WHAT IS BEING ASKED – Print nothing except the lines of the listing below from the line with "# Tenantform Core" to the line with "for parent/child resources", each exactly as written, both ends included.

SOURCE DATA –
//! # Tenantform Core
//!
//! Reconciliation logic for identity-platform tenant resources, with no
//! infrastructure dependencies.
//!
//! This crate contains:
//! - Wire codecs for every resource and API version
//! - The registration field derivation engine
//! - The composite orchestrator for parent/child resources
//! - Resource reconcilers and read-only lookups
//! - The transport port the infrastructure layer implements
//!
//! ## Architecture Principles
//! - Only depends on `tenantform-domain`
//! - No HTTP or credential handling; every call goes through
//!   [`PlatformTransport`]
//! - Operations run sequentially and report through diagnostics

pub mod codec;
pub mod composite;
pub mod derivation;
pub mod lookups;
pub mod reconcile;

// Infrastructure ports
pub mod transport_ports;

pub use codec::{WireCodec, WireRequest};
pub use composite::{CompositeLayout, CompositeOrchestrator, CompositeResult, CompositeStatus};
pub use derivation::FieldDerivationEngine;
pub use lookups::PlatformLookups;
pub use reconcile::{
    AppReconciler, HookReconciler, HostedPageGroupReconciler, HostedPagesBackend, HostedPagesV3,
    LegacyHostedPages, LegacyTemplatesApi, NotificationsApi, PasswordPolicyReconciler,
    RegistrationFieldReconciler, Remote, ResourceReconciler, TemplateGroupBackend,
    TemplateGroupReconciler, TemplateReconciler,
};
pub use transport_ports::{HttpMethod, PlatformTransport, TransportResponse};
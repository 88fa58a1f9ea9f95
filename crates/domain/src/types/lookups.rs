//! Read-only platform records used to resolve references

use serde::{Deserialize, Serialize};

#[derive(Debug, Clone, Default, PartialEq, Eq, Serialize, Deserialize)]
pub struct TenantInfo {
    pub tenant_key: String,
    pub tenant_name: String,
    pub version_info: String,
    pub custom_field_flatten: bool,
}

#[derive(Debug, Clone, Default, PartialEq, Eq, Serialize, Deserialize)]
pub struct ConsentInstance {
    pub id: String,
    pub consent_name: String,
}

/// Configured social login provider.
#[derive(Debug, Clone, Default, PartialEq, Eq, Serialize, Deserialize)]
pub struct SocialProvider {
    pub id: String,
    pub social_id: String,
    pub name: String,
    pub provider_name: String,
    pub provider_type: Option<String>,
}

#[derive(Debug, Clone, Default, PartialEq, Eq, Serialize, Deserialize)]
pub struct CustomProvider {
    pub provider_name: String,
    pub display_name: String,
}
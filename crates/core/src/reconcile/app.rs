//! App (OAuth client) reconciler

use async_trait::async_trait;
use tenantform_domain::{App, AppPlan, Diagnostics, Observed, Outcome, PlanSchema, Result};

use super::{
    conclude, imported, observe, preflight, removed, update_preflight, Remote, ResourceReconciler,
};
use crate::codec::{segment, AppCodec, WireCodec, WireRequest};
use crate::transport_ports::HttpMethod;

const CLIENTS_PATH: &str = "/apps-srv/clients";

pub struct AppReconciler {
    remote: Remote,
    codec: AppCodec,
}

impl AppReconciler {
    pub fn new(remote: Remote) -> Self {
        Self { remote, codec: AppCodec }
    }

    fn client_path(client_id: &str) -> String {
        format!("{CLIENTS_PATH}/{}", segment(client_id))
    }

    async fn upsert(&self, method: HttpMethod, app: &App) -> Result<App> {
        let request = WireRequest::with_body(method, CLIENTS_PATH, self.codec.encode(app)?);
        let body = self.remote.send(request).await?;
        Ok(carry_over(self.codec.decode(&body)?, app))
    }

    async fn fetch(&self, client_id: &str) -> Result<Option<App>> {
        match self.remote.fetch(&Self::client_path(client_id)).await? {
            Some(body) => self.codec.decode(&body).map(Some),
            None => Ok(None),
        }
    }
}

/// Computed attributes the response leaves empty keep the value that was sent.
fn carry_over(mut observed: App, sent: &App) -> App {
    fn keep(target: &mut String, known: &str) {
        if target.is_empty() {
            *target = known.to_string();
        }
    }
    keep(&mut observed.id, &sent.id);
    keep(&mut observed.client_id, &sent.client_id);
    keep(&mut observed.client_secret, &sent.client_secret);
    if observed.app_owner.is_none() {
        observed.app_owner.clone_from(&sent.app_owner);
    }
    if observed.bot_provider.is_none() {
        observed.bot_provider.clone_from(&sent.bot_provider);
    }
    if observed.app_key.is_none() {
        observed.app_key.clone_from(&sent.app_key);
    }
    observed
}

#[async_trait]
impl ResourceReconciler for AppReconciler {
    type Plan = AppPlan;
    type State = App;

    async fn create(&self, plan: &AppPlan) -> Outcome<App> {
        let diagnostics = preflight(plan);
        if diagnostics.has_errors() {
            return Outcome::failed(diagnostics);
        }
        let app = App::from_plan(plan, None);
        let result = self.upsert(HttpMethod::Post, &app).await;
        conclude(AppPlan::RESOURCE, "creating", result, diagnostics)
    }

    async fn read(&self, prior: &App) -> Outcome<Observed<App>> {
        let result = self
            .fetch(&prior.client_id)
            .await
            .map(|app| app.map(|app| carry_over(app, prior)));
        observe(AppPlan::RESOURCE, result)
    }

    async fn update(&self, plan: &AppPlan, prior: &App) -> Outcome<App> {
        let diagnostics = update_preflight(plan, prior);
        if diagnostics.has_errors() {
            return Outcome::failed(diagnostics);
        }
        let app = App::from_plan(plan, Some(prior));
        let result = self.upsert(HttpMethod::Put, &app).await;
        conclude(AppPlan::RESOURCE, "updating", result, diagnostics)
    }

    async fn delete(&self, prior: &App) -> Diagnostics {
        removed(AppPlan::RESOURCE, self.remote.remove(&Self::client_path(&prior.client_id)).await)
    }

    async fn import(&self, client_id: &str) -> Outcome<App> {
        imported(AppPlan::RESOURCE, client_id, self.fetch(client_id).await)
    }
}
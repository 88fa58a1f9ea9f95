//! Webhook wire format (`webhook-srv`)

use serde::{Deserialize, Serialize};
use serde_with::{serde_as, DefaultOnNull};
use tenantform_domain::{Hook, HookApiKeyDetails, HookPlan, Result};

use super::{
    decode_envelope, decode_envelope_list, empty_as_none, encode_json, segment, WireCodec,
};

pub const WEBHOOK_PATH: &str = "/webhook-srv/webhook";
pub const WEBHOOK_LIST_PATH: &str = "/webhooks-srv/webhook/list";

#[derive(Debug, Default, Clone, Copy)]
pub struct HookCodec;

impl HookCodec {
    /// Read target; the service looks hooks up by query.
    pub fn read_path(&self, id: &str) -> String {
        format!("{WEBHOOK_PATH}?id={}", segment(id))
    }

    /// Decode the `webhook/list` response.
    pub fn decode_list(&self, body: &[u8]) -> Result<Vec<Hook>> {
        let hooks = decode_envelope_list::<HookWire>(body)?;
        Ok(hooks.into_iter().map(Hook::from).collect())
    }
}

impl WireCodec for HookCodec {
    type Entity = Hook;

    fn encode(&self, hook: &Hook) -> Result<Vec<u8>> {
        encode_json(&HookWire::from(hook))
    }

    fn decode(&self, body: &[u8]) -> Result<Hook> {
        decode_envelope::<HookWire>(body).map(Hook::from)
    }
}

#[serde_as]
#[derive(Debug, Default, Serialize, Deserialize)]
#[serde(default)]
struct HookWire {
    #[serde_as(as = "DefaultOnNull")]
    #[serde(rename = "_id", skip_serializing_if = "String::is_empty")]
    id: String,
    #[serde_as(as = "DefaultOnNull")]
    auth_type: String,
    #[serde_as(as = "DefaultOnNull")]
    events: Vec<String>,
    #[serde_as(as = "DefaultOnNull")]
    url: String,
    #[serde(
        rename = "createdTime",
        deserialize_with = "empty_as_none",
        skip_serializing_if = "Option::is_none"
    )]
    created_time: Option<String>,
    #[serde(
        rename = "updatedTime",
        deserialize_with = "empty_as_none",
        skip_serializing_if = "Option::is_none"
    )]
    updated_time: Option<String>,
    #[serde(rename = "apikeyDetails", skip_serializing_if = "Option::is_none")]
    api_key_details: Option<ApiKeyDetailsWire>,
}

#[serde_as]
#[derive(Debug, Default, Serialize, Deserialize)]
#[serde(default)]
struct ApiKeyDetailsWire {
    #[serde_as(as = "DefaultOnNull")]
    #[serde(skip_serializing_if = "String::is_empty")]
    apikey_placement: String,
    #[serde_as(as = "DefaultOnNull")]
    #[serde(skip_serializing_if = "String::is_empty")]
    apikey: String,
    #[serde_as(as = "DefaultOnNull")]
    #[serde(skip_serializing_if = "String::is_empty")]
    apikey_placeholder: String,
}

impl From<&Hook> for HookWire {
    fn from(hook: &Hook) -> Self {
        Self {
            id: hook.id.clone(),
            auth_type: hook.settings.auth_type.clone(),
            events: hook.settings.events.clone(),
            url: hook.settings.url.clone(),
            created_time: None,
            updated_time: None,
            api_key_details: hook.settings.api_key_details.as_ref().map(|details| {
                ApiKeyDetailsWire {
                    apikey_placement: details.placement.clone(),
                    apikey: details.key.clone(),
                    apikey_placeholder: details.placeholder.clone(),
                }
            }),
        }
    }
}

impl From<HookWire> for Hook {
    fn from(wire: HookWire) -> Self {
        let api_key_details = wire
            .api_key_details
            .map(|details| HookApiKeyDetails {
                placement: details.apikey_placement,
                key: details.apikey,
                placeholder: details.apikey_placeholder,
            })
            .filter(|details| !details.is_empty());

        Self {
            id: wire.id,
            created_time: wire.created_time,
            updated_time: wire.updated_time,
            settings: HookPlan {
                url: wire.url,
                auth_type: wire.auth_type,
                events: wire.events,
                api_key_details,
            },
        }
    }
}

...

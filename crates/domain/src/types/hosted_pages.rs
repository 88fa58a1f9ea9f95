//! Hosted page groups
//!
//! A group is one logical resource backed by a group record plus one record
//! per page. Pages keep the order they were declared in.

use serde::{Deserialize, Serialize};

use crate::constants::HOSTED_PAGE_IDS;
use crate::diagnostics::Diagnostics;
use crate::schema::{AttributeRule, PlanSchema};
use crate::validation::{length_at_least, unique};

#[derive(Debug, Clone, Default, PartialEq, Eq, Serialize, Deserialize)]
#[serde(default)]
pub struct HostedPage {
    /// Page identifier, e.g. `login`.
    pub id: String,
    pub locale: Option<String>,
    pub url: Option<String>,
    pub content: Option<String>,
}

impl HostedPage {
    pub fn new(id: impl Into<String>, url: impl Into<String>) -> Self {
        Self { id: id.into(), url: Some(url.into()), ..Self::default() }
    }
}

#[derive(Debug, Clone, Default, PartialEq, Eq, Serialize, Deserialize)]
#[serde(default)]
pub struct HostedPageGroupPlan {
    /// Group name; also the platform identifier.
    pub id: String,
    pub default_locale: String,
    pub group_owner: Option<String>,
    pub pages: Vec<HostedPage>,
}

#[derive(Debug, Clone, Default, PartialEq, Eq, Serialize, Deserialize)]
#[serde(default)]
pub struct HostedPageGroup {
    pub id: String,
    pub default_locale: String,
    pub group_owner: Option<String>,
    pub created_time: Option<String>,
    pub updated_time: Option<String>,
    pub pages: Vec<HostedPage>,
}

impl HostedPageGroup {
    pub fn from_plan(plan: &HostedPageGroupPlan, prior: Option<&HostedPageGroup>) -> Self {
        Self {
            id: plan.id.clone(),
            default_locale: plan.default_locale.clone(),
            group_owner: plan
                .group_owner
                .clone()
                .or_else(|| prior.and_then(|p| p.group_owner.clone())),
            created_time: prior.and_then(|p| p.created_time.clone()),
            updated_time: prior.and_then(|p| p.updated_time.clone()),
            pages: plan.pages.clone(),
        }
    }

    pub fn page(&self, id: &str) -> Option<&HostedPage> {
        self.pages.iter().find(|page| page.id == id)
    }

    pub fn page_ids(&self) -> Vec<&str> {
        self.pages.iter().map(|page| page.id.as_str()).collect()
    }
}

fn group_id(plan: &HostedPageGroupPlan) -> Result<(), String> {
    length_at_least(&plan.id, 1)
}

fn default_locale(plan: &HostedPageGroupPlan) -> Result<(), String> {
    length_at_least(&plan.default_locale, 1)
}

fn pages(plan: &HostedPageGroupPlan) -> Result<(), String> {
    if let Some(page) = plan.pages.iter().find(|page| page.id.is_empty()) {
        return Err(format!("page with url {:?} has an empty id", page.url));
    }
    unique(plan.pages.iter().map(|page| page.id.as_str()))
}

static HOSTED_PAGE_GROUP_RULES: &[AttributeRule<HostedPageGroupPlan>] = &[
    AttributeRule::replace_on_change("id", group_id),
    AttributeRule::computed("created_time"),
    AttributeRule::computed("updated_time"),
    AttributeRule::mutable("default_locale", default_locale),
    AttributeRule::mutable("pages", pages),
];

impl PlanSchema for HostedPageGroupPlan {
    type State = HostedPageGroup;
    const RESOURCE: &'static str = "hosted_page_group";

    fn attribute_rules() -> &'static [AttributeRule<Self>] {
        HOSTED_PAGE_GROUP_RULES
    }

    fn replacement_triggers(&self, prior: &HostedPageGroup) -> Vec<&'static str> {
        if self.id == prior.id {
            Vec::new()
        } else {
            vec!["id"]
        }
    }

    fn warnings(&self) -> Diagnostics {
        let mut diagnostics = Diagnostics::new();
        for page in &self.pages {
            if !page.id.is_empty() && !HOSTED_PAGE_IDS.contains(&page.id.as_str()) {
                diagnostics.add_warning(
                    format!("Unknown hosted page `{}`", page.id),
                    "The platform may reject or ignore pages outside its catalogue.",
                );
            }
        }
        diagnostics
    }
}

ANSWER AREA –
//! # Tenantform Core
//!
//! Reconciliation logic for identity-platform tenant resources, with no
//! infrastructure dependencies.
//!
//! This crate contains:
//! - Wire codecs for every resource and API version
//! - The registration field derivation engine
//! - The composite orchestrator for parent/child resources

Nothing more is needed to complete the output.